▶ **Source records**
== Segment start ==
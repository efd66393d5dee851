//! # Genesis Migrations
//!
//! One-way transforms between genesis layouts, applied in order over the
//! raw JSON. Batch tooling only; nothing here runs inside block processing.
//!
//! | From | To | Transform |
//! |------|----|-----------|
//! | 1 | 2 | adds storage params and per-chain limits, prunes each chain newest-first |
//! | 2 | 3 | renames chain `type` to `base_type`, derives spent escrow tallies |

use std::collections::BTreeMap;

use lm_01_escrow_ledger::{LockedBalance, SpentBalance};
use lm_02_purchase_orders::PurchaseOrder;
use lm_03_anchor_storage::AnchorParams;
use serde_json::{json, Map, Value};
use shared_types::{Address, Coin, PurchaseOrderStatus, U256};
use thiserror::Error;
use tracing::{info, warn};

use super::state::{read_version, GenesisError, GENESIS_VERSION};

#[derive(Debug, Error)]
pub enum MigrationError {
    #[error("no migration path from version {from} to {to}")]
    NoPath { from: u64, to: u64 },

    #[error("malformed genesis: {0}")]
    Malformed(String),

    #[error("genesis json: {0}")]
    Json(#[from] serde_json::Error),
}

impl MigrationError {
    pub fn code(&self) -> u32 {
        match self {
            MigrationError::NoPath { .. } => 701,
            MigrationError::Malformed(_) => 702,
            MigrationError::Json(_) => 703,
        }
    }
}

impl From<GenesisError> for MigrationError {
    fn from(err: GenesisError) -> Self {
        MigrationError::Malformed(err.to_string())
    }
}

type Transform = Box<dyn Fn(Value) -> Result<Value, MigrationError> + Send + Sync>;

/// One registered `(from_version, transform)` pair.
pub struct MigrationStep {
    pub from: u64,
    pub name: &'static str,
    transform: Transform,
}

/// Ordered list of migration steps.
#[derive(Default)]
pub struct MigrationPipeline {
    steps: Vec<MigrationStep>,
}

impl MigrationPipeline {
    pub fn new() -> Self {
        Self::default()
    }

    /// The registered steps up to [`GENESIS_VERSION`], storage defaults
    /// taken from [`AnchorParams::default`].
    pub fn standard() -> Self {
        Self::standard_with(&AnchorParams::default())
    }

    /// The registered steps, filling new anchor fields from `defaults`.
    pub fn standard_with(defaults: &AnchorParams) -> Self {
        let defaults = defaults.clone();
        Self::new()
            .with_step(1, "add_storage_limits", move |genesis| add_storage_limits(genesis, &defaults))
            .with_step(2, "base_type_and_spent", rename_base_type_and_derive_spent)
    }

    pub fn with_step<F>(mut self, from: u64, name: &'static str, transform: F) -> Self
    where
        F: Fn(Value) -> Result<Value, MigrationError> + Send + Sync + 'static,
    {
        self.steps.push(MigrationStep {
            from,
            name,
            transform: Box::new(transform),
        });
        self
    }

    pub fn steps(&self) -> impl Iterator<Item = (u64, &'static str)> + '_ {
        self.steps.iter().map(|s| (s.from, s.name))
    }

    /// Apply steps until the genesis reaches `target`. Each step bumps the
    /// `version` field by one.
    pub fn migrate(&self, mut genesis: Value, target: u64) -> Result<Value, MigrationError> {
        let mut version = read_version(&genesis)?;
        if version > target {
            return Err(MigrationError::NoPath { from: version, to: target });
        }
        while version < target {
            let step = self
                .steps
                .iter()
                .find(|s| s.from == version)
                .ok_or(MigrationError::NoPath { from: version, to: target })?;
            genesis = (step.transform)(genesis)?;
            version += 1;
            object_mut(&mut genesis, "genesis")?.insert("version".into(), json!(version));
            info!("[migrate] applied {} ({} -> {})", step.name, version - 1, version);
        }
        Ok(genesis)
    }

    pub fn migrate_to_current(&self, genesis: Value) -> Result<Value, MigrationError> {
        self.migrate(genesis, GENESIS_VERSION)
    }
}

fn object_mut<'a>(value: &'a mut Value, what: &str) -> Result<&'a mut Map<String, Value>, MigrationError> {
    value
        .as_object_mut()
        .ok_or_else(|| MigrationError::Malformed(format!("{} is not an object", what)))
}

fn field_mut<'a>(value: &'a mut Value, key: &str) -> Result<&'a mut Value, MigrationError> {
    object_mut(value, key)?
        .get_mut(key)
        .ok_or_else(|| MigrationError::Malformed(format!("missing {}", key)))
}

fn chains_mut(genesis: &mut Value) -> Result<Vec<&mut Value>, MigrationError> {
    let anchor = field_mut(genesis, "anchor")?;
    match anchor.get_mut("chains") {
        Some(Value::Array(chains)) => Ok(chains.iter_mut().collect()),
        Some(Value::Null) | None => Ok(Vec::new()),
        Some(_) => Err(MigrationError::Malformed("anchor.chains is not a list".into())),
    }
}

// =============================================================================
// 1 -> 2
// =============================================================================

fn add_storage_limits(mut genesis: Value, defaults: &AnchorParams) -> Result<Value, MigrationError> {
    {
        let params = object_mut(field_mut(field_mut(&mut genesis, "anchor")?, "params")?, "anchor.params")?;
        params
            .entry("fee_purchase_storage")
            .or_insert(json!(defaults.fee_purchase_storage));
        params
            .entry("default_storage_limit")
            .or_insert(json!(defaults.default_storage_limit));
        params
            .entry("max_storage_limit")
            .or_insert(json!(defaults.max_storage_limit));
    }
    let limit = defaults.default_storage_limit;
    let keep = usize::try_from(limit).unwrap_or(usize::MAX);

    for export in chains_mut(&mut genesis)? {
        let export = object_mut(export, "chain export")?;
        let mut blocks = match export.remove("blocks") {
            Some(Value::Array(blocks)) => blocks,
            _ => Vec::new(),
        };
        // newest first, keep the first `limit`
        blocks.sort_by_key(|b| std::cmp::Reverse(b.get("height").and_then(Value::as_u64).unwrap_or(0)));
        let pruned = blocks.len().saturating_sub(keep);
        blocks.truncate(keep);
        blocks.reverse();

        let lowest = blocks
            .first()
            .and_then(|b| b.get("height"))
            .and_then(Value::as_u64)
            .unwrap_or(0);
        let chain = export
            .get_mut("chain")
            .and_then(Value::as_object_mut)
            .ok_or_else(|| MigrationError::Malformed("chain export without chain".into()))?;
        chain.insert("num_blocks_in_state".into(), json!(blocks.len()));
        chain.insert("lowest_height_in_state".into(), json!(lowest));
        if pruned > 0 {
            info!(
                "[migrate] chain {} pruned {} records to limit {}",
                chain.get("id").cloned().unwrap_or(serde_json::Value::Null),
                pruned,
                limit
            );
        }

        export.insert("in_state_limit".into(), json!(limit));
        export.insert("blocks".into(), Value::Array(blocks));
    }
    Ok(genesis)
}

// =============================================================================
// 2 -> 3
// =============================================================================

fn rename_base_type_and_derive_spent(mut genesis: Value) -> Result<Value, MigrationError> {
    for export in chains_mut(&mut genesis)? {
        let chain = field_mut(export, "chain")?;
        let chain = object_mut(chain, "chain")?;
        let base_type = chain.remove("type").unwrap_or_else(|| json!(""));
        chain.entry("base_type").or_insert(base_type);
    }

    let denom = genesis
        .pointer("/orders/params/denom")
        .and_then(Value::as_str)
        .ok_or_else(|| MigrationError::Malformed("missing orders.params.denom".into()))?
        .to_string();
    let orders: Vec<PurchaseOrder> = match genesis.pointer("/orders/purchase_orders") {
        Some(orders) => serde_json::from_value(orders.clone())?,
        None => Vec::new(),
    };

    if genesis.pointer("/escrow/spent").is_some() {
        return Ok(genesis);
    }
    let escrow = object_mut(field_mut(&mut genesis, "escrow")?, "escrow")?;
    let locked: Vec<LockedBalance> = match escrow.get("locked") {
        Some(locked) => serde_json::from_value(locked.clone())?,
        None => Vec::new(),
    };

    let (spent, total_spent) = derive_spent(&denom, &orders, &locked);
    escrow.insert("spent".into(), serde_json::to_value(&spent)?);
    escrow.insert("total_spent".into(), serde_json::to_value(&total_spent)?);
    Ok(genesis)
}

/// Spent per locked account is everything minted for its completed orders
/// minus what is still locked.
fn derive_spent(denom: &str, orders: &[PurchaseOrder], locked: &[LockedBalance]) -> (Vec<SpentBalance>, Coin) {
    let mut minted: BTreeMap<Address, U256> = BTreeMap::new();
    for order in orders {
        if order.status == PurchaseOrderStatus::Completed && order.amount.denom == denom {
            let entry = minted.entry(order.purchaser).or_default();
            *entry = entry.saturating_add(order.amount.amount);
        }
    }

    let mut total = U256::zero();
    let mut spent = Vec::with_capacity(locked.len());
    for balance in locked {
        let completed = minted.get(&balance.owner).copied().unwrap_or_default();
        let amount = match completed.checked_sub(balance.amount.amount) {
            Some(amount) => amount,
            None => {
                warn!(
                    "[migrate] {} has more locked ({}) than completed orders ({}), spent set to 0",
                    balance.owner, balance.amount.amount, completed
                );
                U256::zero()
            }
        };
        total = total.saturating_add(amount);
        spent.push(SpentBalance {
            owner: balance.owner,
            amount: Coin::new(denom, amount),
        });
    }
    (spent, Coin::new(denom, total))
}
== Segment end ==
▶ **What you should do**
Only the number is needed here: how many lines of the records contain "struct"?

▶ **Answer**
2